Make a Difference in Your CommunityTips to help better your community through outreach to families and neighbors
Talk to your neighbors. Encourage a supportive spirit among parents in your community.
Mentor a new parent in your neighborhood. Check in often with a new parent. Sometimes just holding or changing the baby will allow a new mom or dad to finish an errand or take a few minutes for themselves.
Be a friend to the parents that you know. Offer to babysit, run errands or lend a friendly ear.
Keep your neighbors safe. Distribute materials to educate and support families Let families know that you support the love, devotion and healthy discipline they offer their children. Offer information and tips about the developmental milestones.
Be a good role model by setting a good example.
Be active in your community. Developing playgroups for new families at community centers, libraries or schools ultimately contributes to the well-being of children.
Volunteer your time. Spend time mentoring a child, or start a family program of your own.
Call or write your elected officials. Ask your representatives to support funding and legislative initiatives for parent support
Remember... Anything that supports the children, parents, grandparents and caregivers in your community helps strengthen families.
• Offer to baby-sit free of charge, so parents can get a break.
• Arrange an on-going weekly or bi-weekly meeting with another mother (or a small group of mothers) so that mothers can talk over experiences or problems, while children play together.
• If you are a grandparent, take care of a different grandchild each week to relieve some pressure on their parents.
• If you are a supervisor, encourage and support flex and comp-time arrangements so parents may deal with day-to-day situations and children’s emergencies without the added stress of repercussions at work.
• If you are a preschool teacher, establish informal monthly meetings for parents of young children to provide information on parenting and schooling.

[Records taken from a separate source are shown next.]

//! Transport configuration

use crate::{Error, Result};
use serde::{Deserialize, Serialize};

/// Settings for the bundled HTTP transport
///
/// Stored as JSON. Missing files and missing fields fall back to defaults.
///
/// # Example
/// ```rust,no_run
/// use igd_gateway::{ReqwestTransport, TransportSettings};
///
/// let settings = TransportSettings::load("igd.json").expect("Failed to load");
/// let transport = ReqwestTransport::from_settings(&settings).expect("Failed to build client");
/// ```
#[derive(Debug, Clone, PartialEq, Eq, Serialize, Deserialize)]
#[serde(default)]
pub struct TransportSettings {
    /// Whole-request deadline in milliseconds (0 = none)
    pub timeout_ms: u64,
    /// Connect deadline in milliseconds (0 = none)
    pub connect_timeout_ms: u64,
    /// User-Agent header sent with every request
    pub user_agent: String,
}

impl Default for TransportSettings {
    fn default() -> Self {
        Self {
            timeout_ms: 5_000,
            connect_timeout_ms: 2_000,
            user_agent: format!("igd-gateway/{} UPnP/1.1", env!("CARGO_PKG_VERSION")),
        }
    }
}

impl TransportSettings {
    /// Load settings from a JSON file
    ///
    /// Returns the defaults if the file doesn't exist or is empty.
    pub fn load<P: AsRef<std::path::Path>>(path: P) -> Result<Self> {
        let path = path.as_ref();

        if !path.exists() {
            return Ok(Self::default());
        }

        let data = std::fs::read_to_string(path)?;

        if data.trim().is_empty() {
            return Ok(Self::default());
        }

        serde_json::from_str(&data)
            .map_err(|e| Error::Config(format!("Failed to parse settings: {}", e)))
    }

    /// Save settings to a JSON file, creating parent directories
    pub fn save<P: AsRef<std::path::Path>>(&self, path: P) -> Result<()> {
        let path = path.as_ref();

        if let Some(parent) = path.parent() {
            std::fs::create_dir_all(parent)?;
        }

        let json = serde_json::to_string_pretty(self)
            .map_err(|e| Error::Config(format!("Failed to serialize settings: {}", e)))?;

        std::fs::write(path, json)?;

        Ok(())
    }
}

• Canvas members of a social club and seek people available to provide babysitting for children under two years of age.
• Be a good listener for the parents you have contact with. Let them talk about their trials and triumphs.
• If you are a doctor or work at a doctor’s office, locate and distribute positive literature on children’s health issues and activities.
• Work with the PTA to bring a parenting class to school and offer babysitting for parents who may otherwise be unable to attend.
• Offer rides to neighborhood children’s activities.
• Volunteer as a big brother or club leader to help out kids and allow parents some free time.